Sono passati oltre 11 anni dall’omicidio di Sarah Scazzi scomparsa a soli 15 anni da Avetrana il primo pomeriggio del 26 agosto 2010. Il suo corpo fu ritrovato il successivo 6 ottobre in un pozzo artesiano nelle campagne intorno alla cittadina. Ad auto-accusarsi dell’omicidio fu lo zio Michele Misseri, che però ritrattò più volte, attribuendo poi l’omicidio alla figlia Sabrina Misseri. Fu proprio lei a essere condannata in terzo grado all’ergastolo insieme alla madre, Cosima Serrano, riconosciuta colpevole per concorso in omicidio. Il padre è invece in carcere per occultamento di cadavere.

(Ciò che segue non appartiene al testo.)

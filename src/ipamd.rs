use std::sync::Arc;

use args::ipamd::Args;
use clap::Parser;
use common::{logging::enable_logger, profiler::start_puffin_server};
use driver::IpamDriver;
use ipam_pool::Scope;
use plugin::SpecFile;

mod args;
mod common;
mod driver;
mod plugin;

#[tokio::main]
pub async fn main() {
    // Parse CLI args
    let args = Args::parse();

    // Initialize logging
    if let Err(error) = enable_logger(args.verbose) {
        eprintln!("Failed to initialize logging: {error}");
        std::process::exit(1);
    }

    // Start profiling if it was requested and compiled in
    #[allow(clippy::let_unit_value)]
    let _puffin_server = start_puffin_server(&args.profiler_args);

    // Load and validate the pool configuration
    let config = args.data().unwrap_or_else(|error| {
        log::error!("{}", error);
        std::process::exit(1);
    });

    // Build every pool up front. A single bad block is fatal.
    let driver = IpamDriver::new(config.global_pools.as_slice(), config.local_pools.as_slice())
        .unwrap_or_else(|error| {
            log::error!("{}", error);
            std::process::exit(1);
        })
        .with_pool_data(config.pool_data);
    let usage = driver.registry().usage();
    for scope in Scope::ALL {
        let usage = usage.scope(scope);
        log::info!(
            "{} pools: {}, {} addresses: {}",
            scope,
            usage.pools,
            scope,
            usage.available
        );
    }

    // Optionally expose metrics
    if let Some(bind_addr) = args.prom_bind_addr {
        tokio::spawn(ipam_metrics::http::serve_metrics(bind_addr));
    }

    // Announce the plugin to the container runtime
    let spec_file = SpecFile::write(&args.spec_dir, &args.name, args.advertise_addr())
        .unwrap_or_else(|error| {
            log::error!("Failed to write plugin spec file: {}", error);
            std::process::exit(1);
        });
    log::info!(
        "IPAM driver {} started, announced via {}",
        args.name,
        spec_file.path().display()
    );

    // Serve until interrupted
    if let Err(error) = plugin::serve(args.bind, Arc::new(driver)).await {
        log::error!("Plugin API error: {}", error);
        drop(spec_file);
        std::process::exit(1);
    }
}
#![doc = include_str!("../README.md")]
#![deny(clippy::pedantic)]
#![allow(clippy::module_name_repetitions)]
#![allow(clippy::missing_errors_doc)]
#![allow(clippy::missing_panics_doc)]
#![allow(clippy::doc_markdown)]

pub mod http;
pub mod metrics;

/// A short-hand way to access one of the labelled metrics in `ipam_metrics::metrics`
#[macro_export]
macro_rules! metric {
    ($metric_name: ident, $($label_name: ident),+) => {
        $crate::metrics::$metric_name.with_label_values(&[$($crate::metrics::label_values::$label_name),+])
    };
}
use std::{net::Ipv4Addr, str::FromStr};

use cidr_range::CidrRange;
use ipnet::Ipv4Net;
use rustc_hash::FxHashSet;

use crate::{available::AvailableStack, error::Error, PoolId};

/// Parse an address from a request, either bare or with a valid `/prefix`
pub fn parse_address(value: &str) -> Result<Ipv4Addr, Error> {
    let value = value.trim();
    let addr = if value.contains('/') {
        Ipv4Net::from_str(value).map(|net| net.addr()).ok()
    } else {
        Ipv4Addr::from_str(value).ok()
    };
    addr.ok_or_else(|| Error::MalformedAddress(value.to_string()))
}

/// A single configured CIDR block, allocatable as one unit
#[derive(Debug)]
pub struct AddressPool {
    /// Identifier handed to the orchestrator
    id: PoolId,
    /// The block as configured, without surrounding whitespace
    cidr: String,
    /// Derived block boundaries
    range: CidrRange,
    /// Addresses that may still be issued
    available: AvailableStack,
    /// Addresses popped off `available` and not yet released
    issued: FxHashSet<Ipv4Addr>,
    /// Explicitly requested addresses the pool does not manage
    external: FxHashSet<Ipv4Addr>,
    /// Whether the whole pool is claimed by a network
    taken: bool,
}

impl AddressPool {
    /// Build a free pool from a CIDR block
    pub fn new(cidr: &str, id: PoolId) -> Result<Self, Error> {
        let cidr = cidr.trim();
        let range = CidrRange::parse(cidr)?;
        log::trace!(
            "Pool {} ({}): network {}, gateway {}, broadcast {}",
            id,
            cidr,
            range.network(),
            range.gateway(),
            range.broadcast()
        );

        Ok(Self {
            id,
            cidr: cidr.to_string(),
            range,
            available: AvailableStack::new(range.hosts()),
            issued: FxHashSet::default(),
            external: FxHashSet::default(),
            taken: false,
        })
    }

    #[must_use]
    pub fn id(&self) -> &PoolId {
        &self.id
    }

    /// The block as it appeared in the configuration
    #[must_use]
    pub fn cidr(&self) -> &str {
        &self.cidr
    }

    #[must_use]
    pub fn network(&self) -> Ipv4Addr {
        self.range.network()
    }

    #[must_use]
    pub fn broadcast(&self) -> Ipv4Addr {
        self.range.broadcast()
    }

    #[must_use]
    pub fn gateway(&self) -> Ipv4Addr {
        self.range.gateway()
    }

    #[must_use]
    pub fn is_taken(&self) -> bool {
        self.taken
    }

    #[must_use]
    pub fn available(&self) -> &AvailableStack {
        &self.available
    }

    /// Number of addresses currently handed out from the stack
    #[must_use]
    pub fn issued_len(&self) -> usize {
        self.issued.len()
    }

    pub(crate) fn set_taken(&mut self, taken: bool) {
        self.taken = taken;
    }

    /// Issue the address on top of the available stack
    #[profiling::function]
    pub fn take_address(&mut self) -> Result<Ipv4Addr, Error> {
        let addr = self
            .available
            .pop()
            .ok_or_else(|| Error::AddressPoolEmpty(self.id.clone()))?;
        self.issued.insert(addr);
        log::trace!("Issued {} from pool {}", addr, self.id);
        Ok(addr)
    }

    /// Remember an address the orchestrator chose itself, so that its release is accepted
    pub fn record_external(&mut self, addr: Ipv4Addr) {
        log::trace!("Recording external address {} in pool {}", addr, self.id);
        self.external.insert(addr);
    }

    /// Return an address to the pool.
    ///
    /// Only addresses issued by [`AddressPool::take_address`] go back on the available stack.
    /// Releasing the gateway or a recorded external address is accepted without touching it.
    #[profiling::function]
    pub fn release_address(&mut self, addr: Ipv4Addr) -> Result<(), Error> {
        if addr == self.gateway() {
            log::debug!("Ignoring release of gateway {} in pool {}", addr, self.id);
            return Ok(());
        }

        if self.issued.remove(&addr) {
            self.available.push(addr);
            log::trace!("Returned {} to pool {}", addr, self.id);
            return Ok(());
        }

        if self.external.remove(&addr) {
            log::debug!("Forgot external address {} in pool {}", addr, self.id);
            return Ok(());
        }

        Err(Error::AddressNotIssued {
            address: addr,
            pool: self.id.clone(),
        })
    }
}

Ora una docuserie in 4 puntate in onda da stasera su Sky Documentaries riapre non solo la vicenda giudiziaria, ma fa anche da sponda a una serie di interrogativi sul ruolo dei media e dei loro fruitori. "Nonostante ci siano tre sentenze siamo totalmente sicuri che il racconto mediatico non abbia in qualche modo inciso non solo sull’inchiesta ma anche sulla nostra percezione dei protagonisti e delle persone coinvolte?", spiega a ilGiornale.it Carmine Gazzanni, autore con Flavia Piccinni di "Sarah - La ragazza di Avetrana", omomino libro da cui è tratta la miniserie a cui hanno lavorato anche Matteo Billi e Christian Letruria.

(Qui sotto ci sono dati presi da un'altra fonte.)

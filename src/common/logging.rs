use owo_colors::{OwoColorize, Stream::Stdout};

/// Setting this variable (to anything) raises the log level to `Trace`
const TRACE_ENV_VAR: &str = "IPAMD_TRACE";

/// Level labels are padded to keep the output looking somewhat sane
fn level_label(level: log::Level) -> String {
    let label = match level {
        log::Level::Error => "ERROR",
        log::Level::Warn => "WARN ",
        log::Level::Info => "INFO ",
        log::Level::Debug => "DEBUG",
        log::Level::Trace => "TRACE",
    };
    label
        .if_supports_color(Stdout, |text| match level {
            log::Level::Error => text.red().to_string(),
            log::Level::Warn => text.yellow().to_string(),
            log::Level::Info => text.green().to_string(),
            log::Level::Debug => text.bright_blue().to_string(),
            log::Level::Trace => text.bright_white().to_string(),
        })
        .if_supports_color(Stdout, |text| text.bold())
        .to_string()
}

/// Pick the log level from the CLI flag and environment
fn level_filter(verbose: bool, trace: bool) -> log::LevelFilter {
    match (trace, verbose) {
        (true, _) => log::LevelFilter::Trace,
        (false, true) => log::LevelFilter::Debug,
        (false, false) => log::LevelFilter::Info,
    }
}

/// Enable the logger
pub fn enable_logger(verbose: bool) -> Result<(), log::SetLoggerError> {
    let trace = std::env::var_os(TRACE_ENV_VAR).is_some();
    fern::Dispatch::new()
        .format(move |out, message, record| {
            out.finish(format_args!(
                "{}{}: {}",
                level_label(record.level()),
                // Only show the originating crate if verbose logging is enabled
                match verbose || trace {
                    true => format!(
                        " [{}]",
                        record.target().split("::").next().unwrap_or_default()
                    ),
                    false => String::new(),
                }
                .if_supports_color(Stdout, |text| text.bright_black()),
                message
            ));
        })
        .level(level_filter(verbose, trace))
        // Output to STDOUT
        .chain(std::io::stdout())
        .apply()?;

    log::debug!("Verbose logging enabled");
    Ok(())
}

#[cfg(test)]
mod tests {
    use super::*;

    #[test]
    fn test_level_filter() {
        assert_eq!(level_filter(false, false), log::LevelFilter::Info);
        assert_eq!(level_filter(true, false), log::LevelFilter::Debug);
        assert_eq!(level_filter(false, true), log::LevelFilter::Trace);
        assert_eq!(level_filter(true, true), log::LevelFilter::Trace);
    }

    #[test]
    fn test_labels_are_padded() {
        for level in [log::Level::Warn, log::Level::Info, log::Level::Debug] {
            assert!(level_label(level).contains(&format!("{:<5}", level.as_str())));
        }
    }
}
use std::net::Ipv4Addr;

use crate::{PoolId, Scope};

/// All errors produced while building or allocating from address pools
#[derive(Debug, thiserror::Error, PartialEq, Eq, Clone)]
pub enum Error {
    #[error("Invalid pool configuration: {0}")]
    InvalidPoolConfiguration(#[from] cidr_range::Error),
    #[error("Pool not found: {0}")]
    PoolNotFound(String),
    #[error("No free pools left in the {0} address space")]
    PoolExhausted(Scope),
    #[error("No IP address available in pool {0}")]
    AddressPoolEmpty(PoolId),
    #[error("Malformed IPv4 address: {0:?}")]
    MalformedAddress(String),
    #[error("Address {address} is not currently issued by pool {pool}")]
    AddressNotIssued { address: Ipv4Addr, pool: PoolId },
}

/// Result type for `ipam-pool`
pub type Result<T> = std::result::Result<T, Error>;
use lazy_static::lazy_static;

pub mod label_values {
    /// Pool claims
    pub const OPERATION_REQUEST_POOL: &str = "request_pool";
    /// Pool releases
    pub const OPERATION_RELEASE_POOL: &str = "release_pool";
    /// Address requests, gateway requests included
    pub const OPERATION_REQUEST_ADDRESS: &str = "request_address";
    /// Address releases
    pub const OPERATION_RELEASE_ADDRESS: &str = "release_address";

    /// The driver answered the request
    pub const STATUS_OK: &str = "ok";
    /// The driver rejected the request
    pub const STATUS_FAILED: &str = "failed";
}

lazy_static! {
    /// Counter for the number of allocation requests handled
    pub static ref REQUEST_COUNTER: prometheus::IntCounterVec = prometheus::register_int_counter_vec!(
        "ipam_requests",
        "Number of IPAM driver requests handled",
        &["operation", "status"]
    ).unwrap();

    /// Number of pools currently claimed, per address space scope
    pub static ref POOLS_TAKEN: prometheus::IntGaugeVec = prometheus::register_int_gauge_vec!(
        "ipam_pools_taken",
        "Number of pools currently claimed by a network",
        &["scope"]
    ).unwrap();

    /// Number of addresses still available for allocation, per address space scope
    pub static ref ADDRESSES_AVAILABLE: prometheus::IntGaugeVec = prometheus::register_int_gauge_vec!(
        "ipam_addresses_available",
        "Number of host addresses that can still be issued",
        &["scope"]
    ).unwrap();
}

Su cosa è incentrata la docuserie?
"Sulla vicenda giudiziaria, sui risvolti mediatici e sulla dimensione umana dei personaggi che ruotano attorno al caso Scazzi. Questi tre aspetti sono legati in maniera indissolubile: è impossibile scinderli se si vuole comprendere fino in fondo cos’è accaduto ad Avetrana e cosa rappresenta nel panorama anche mediatico l'omicidio. Cerchiamo, però, anche di far luce sulle ombre di un processo indiziario che, nonostante una condanna passata in giudicato, lascia diversi punti interrogativi ancora senza risposta sulla morte di Sarah. In definitiva è una docuserie che prova ad affiancare la vicenda di cronaca nera nello specifico, ma che pone degli interrogativi anche su come dal caso Scazzi in poi viene raccontata la cronaca nera. Parliamo di un racconto che, in alcuni casi, si trasforma in circo mediatico, teso più a interessarsi del morboso rispetto a ciò che realmente è utile per il raggiungimento della verità".

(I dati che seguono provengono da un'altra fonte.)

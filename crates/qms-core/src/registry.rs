//! The entity registry: a fixed table mapping entity keys to their backing
//! collection, editable fields, and display metadata.
//!
//! The table is built at compile time and never mutated. Adding an entity
//! means adding an [`EntityKey`] variant and its [`EntityDefinition`] row; no
//! handler or query code changes.

use serde::{Deserialize, Serialize};
use strum::{AsRefStr, Display, EnumIter, EnumString};

use crate::{
  Error, Result,
  record::{FieldMap, NewRecord},
};

// ─── Keys ────────────────────────────────────────────────────────────────────

/// Stable identifier selecting a collection and its field schema.
///
/// The string form (`"part_numbers"`, …) is what appears in request paths.
#[derive(
  Debug,
  Clone,
  Copy,
  PartialEq,
  Eq,
  PartialOrd,
  Ord,
  Hash,
  Serialize,
  Deserialize,
  Display,
  EnumString,
  EnumIter,
  AsRefStr,
)]
#[serde(rename_all = "snake_case")]
#[strum(serialize_all = "snake_case")]
pub enum EntityKey {
  Employees,
  Workcenters,
  PartNumbers,
  Customers,
  InspectionItems,
}

impl EntityKey {
  /// The registry row for this key.
  pub fn definition(self) -> &'static EntityDefinition {
    match self {
      Self::Employees => &EMPLOYEES,
      Self::Workcenters => &WORKCENTERS,
      Self::PartNumbers => &PART_NUMBERS,
      Self::Customers => &CUSTOMERS,
      Self::InspectionItems => &INSPECTION_ITEMS,
    }
  }
}

// ─── Definitions ─────────────────────────────────────────────────────────────

/// One editable attribute of an entity.
///
/// Both the create form and the insert builder read this descriptor, so the
/// rendered form can never offer a field the server would drop.
#[derive(Debug, Clone, Copy, PartialEq, Eq)]
pub struct FieldDescriptor {
  pub name:     &'static str,
  pub label:    &'static str,
  pub required: bool,
}

/// Purely presentational metadata.
#[derive(Debug, Clone, Copy, PartialEq, Eq)]
pub struct DisplayMeta {
  pub label:  &'static str,
  pub plural: &'static str,
  pub icon:   &'static str,
  pub color:  &'static str,
}

#[derive(Debug, PartialEq, Eq)]
pub struct EntityDefinition {
  pub key:           EntityKey,
  /// Backing table name.
  pub collection:    &'static str,
  /// Editable fields in form/display order.
  pub fields:        &'static [FieldDescriptor],
  /// Sort key for listings, and the column projected when another
  /// collection joins to this one.
  pub display_field: &'static str,
  pub meta:          DisplayMeta,
}

const fn field(name: &'static str, label: &'static str) -> FieldDescriptor {
  FieldDescriptor { name, label, required: false }
}

const fn required(name: &'static str, label: &'static str) -> FieldDescriptor {
  FieldDescriptor { name, label, required: true }
}

static EMPLOYEES: EntityDefinition = EntityDefinition {
  key:           EntityKey::Employees,
  collection:    "employees",
  fields:        &[required("name", "Name"), field("email", "Email")],
  display_field: "name",
  meta:          DisplayMeta {
    label:  "Employee",
    plural: "Employees",
    icon:   "👤",
    color:  "blue",
  },
};

static WORKCENTERS: EntityDefinition = EntityDefinition {
  key:           EntityKey::Workcenters,
  collection:    "workcenters",
  fields:        &[required("name", "Name"), field("code", "Code")],
  display_field: "name",
  meta:          DisplayMeta {
    label:  "Workcenter",
    plural: "Workcenters",
    icon:   "🏢",
    color:  "green",
  },
};

static PART_NUMBERS: EntityDefinition = EntityDefinition {
  key:           EntityKey::PartNumbers,
  collection:    "part_numbers",
  fields:        &[
    required("part_number", "Part number"),
    field("description", "Description"),
  ],
  display_field: "part_number",
  meta:          DisplayMeta {
    label:  "Part Number",
    plural: "Part Numbers",
    icon:   "🔧",
    color:  "orange",
  },
};

static CUSTOMERS: EntityDefinition = EntityDefinition {
  key:           EntityKey::Customers,
  collection:    "customers",
  fields:        &[required("name", "Name"), field("code", "Code")],
  display_field: "name",
  meta:          DisplayMeta {
    label:  "Customer",
    plural: "Customers",
    icon:   "🏪",
    color:  "red",
  },
};

static INSPECTION_ITEMS: EntityDefinition = EntityDefinition {
  key:           EntityKey::InspectionItems,
  collection:    "inspection_items",
  fields:        &[
    required("name", "Name"),
    field("description", "Description"),
  ],
  display_field: "name",
  meta:          DisplayMeta {
    label:  "Inspection Item",
    plural: "Inspection Items",
    icon:   "🔍",
    color:  "teal",
  },
};

/// Every registered entity, in navigation order.
static REGISTRY: [&EntityDefinition; 5] =
  [&EMPLOYEES, &WORKCENTERS, &PART_NUMBERS, &CUSTOMERS, &INSPECTION_ITEMS];

/// All registry rows, in navigation order.
pub fn definitions() -> &'static [&'static EntityDefinition] { &REGISTRY }

/// Look up an entity by its path key.
///
/// Unknown keys yield [`Error::UnknownEntity`] so callers can answer with a
/// not-found fragment instead of a generic failure.
pub fn resolve(key: &str) -> Result<&'static EntityDefinition> {
  key
    .parse::<EntityKey>()
    .map(EntityKey::definition)
    .map_err(|_| Error::UnknownEntity(key.to_owned()))
}

impl EntityDefinition {
  pub fn field(&self, name: &str) -> Option<&'static FieldDescriptor> {
    self.fields.iter().find(|f| f.name == name)
  }

  /// Build the insert set for a create request.
  ///
  /// Only declared fields are read from `raw`; every other key is dropped.
  /// Blank values are treated as absent, others are kept exactly as
  /// submitted. A missing or blank `required` field fails the whole build.
  pub fn build_insert(&self, raw: &FieldMap) -> Result<NewRecord> {
    let mut values = Vec::with_capacity(self.fields.len());

    for descriptor in self.fields {
      let value = raw
        .get(descriptor.name)
        .filter(|v| !v.trim().is_empty());

      match value {
        Some(v) => values.push((descriptor.name, v.clone())),
        None if descriptor.required => {
          return Err(Error::MissingField {
            entity: self.key,
            field:  descriptor.name,
          });
        }
        None => {}
      }
    }

    Ok(NewRecord { entity: self.key, values })
  }
}

#[cfg(test)]
mod tests {
  use std::collections::HashMap;

  use strum::IntoEnumIterator as _;

  use super::*;

  fn raw(pairs: &[(&str, &str)]) -> FieldMap {
    pairs
      .iter()
      .map(|(k, v)| (k.to_string(), v.to_string()))
      .collect::<HashMap<_, _>>()
  }

  #[test]
  fn resolves_every_registered_key() {
    for key in EntityKey::iter() {
      let def = resolve(key.as_ref()).unwrap();
      assert_eq!(def.key, key);
      assert_eq!(key.definition().key, key);
    }
  }

  #[test]
  fn unknown_key_is_distinguishable() {
    let err = resolve("suppliers").unwrap_err();
    assert!(matches!(err, Error::UnknownEntity(k) if k == "suppliers"));
  }

  #[test]
  fn registry_rows_are_well_formed() {
    assert_eq!(definitions().len(), EntityKey::iter().count());
    for def in definitions() {
      assert!(def.fields.iter().any(|f| f.required), "{}", def.key);
      assert!(def.field(def.display_field).is_some(), "{}", def.key);
    }
  }

  #[test]
  fn build_insert_drops_undeclared_fields() {
    let def = EntityKey::Employees.definition();
    let input = def
      .build_insert(&raw(&[
        ("name", "Ada"),
        ("email", "ada@example.com"),
        ("is_active", "false"),
        ("id", "forged"),
      ]))
      .unwrap();

    assert_eq!(input.entity, EntityKey::Employees);
    assert_eq!(input.values, vec![
      ("name", "Ada".to_string()),
      ("email", "ada@example.com".to_string()),
    ]);
  }

  #[test]
  fn build_insert_skips_blank_optional_fields() {
    let def = EntityKey::PartNumbers.definition();
    let input = def
      .build_insert(&raw(&[("part_number", "  PN-100 "), ("description", "   ")]))
      .unwrap();
    assert_eq!(input.values, vec![("part_number", "  PN-100 ".to_string())]);
  }

  #[test]
  fn build_insert_rejects_blank_required_field() {
    let def = EntityKey::Employees.definition();
    let err = def.build_insert(&raw(&[("name", "  ")])).unwrap_err();
    assert!(matches!(err, Error::MissingField { field: "name", .. }));
  }

  #[test]
  fn build_insert_rejects_missing_required_field() {
    let def = EntityKey::Customers.definition();
    let err = def.build_insert(&raw(&[("code", "C-1")])).unwrap_err();
    assert!(matches!(
      err,
      Error::MissingField { entity: EntityKey::Customers, field: "name" }
    ));
  }
}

Qual è stato il ruolo dei media?
"Questo caso rappresenta una sorta di punto di non ritorno, come abbiamo avuto modo di sottolineare già nel libro io e Flavia Piccinni. Un punto di non ritorno perché, se da una parte già c’erano stati racconti di cronaca nera della cosiddetta ‘tv del dolore’ - penso soprattutto ad Alfredino Rampi e a Vermicino - con il caso Scazzi si fa un passo ulteriore, perché per la prima volta il 6 ottobre 2010 alla mamma di Sarah, Concetta Serrano, viene comunicato in diretta che la figlia non è scomparsa, bensì è morta. E che a uccidere la figlia sarebbe stato - secondo quello che si disse all’epoca - lo zio di Sarah, Michele Misseri. Quell’episodio è emblematico perché rappresenta un momento in cui tutto sembra diventare legittimo. Diventa legittimo concentrarsi sul morboso, diventa legittimo invadere un paese e intervistare chicchessia semplicemente per avere ‘qualcosa’ da dire nel corso delle innumerevoli dirette diventate un appuntamento fisso per la televisione italiana. Diventa legittimo spiare dal buco della serratura e raccontare fatti privati che magari nulla c’entrano con l’inchiesta per omicidio. È qualcosa a cui poi abbiamo assistito in tanti altri casi nel corso degli anni. E in questo Avetrana ha fatto scuola".
E questo può aver avuto riflessi anche sul processo?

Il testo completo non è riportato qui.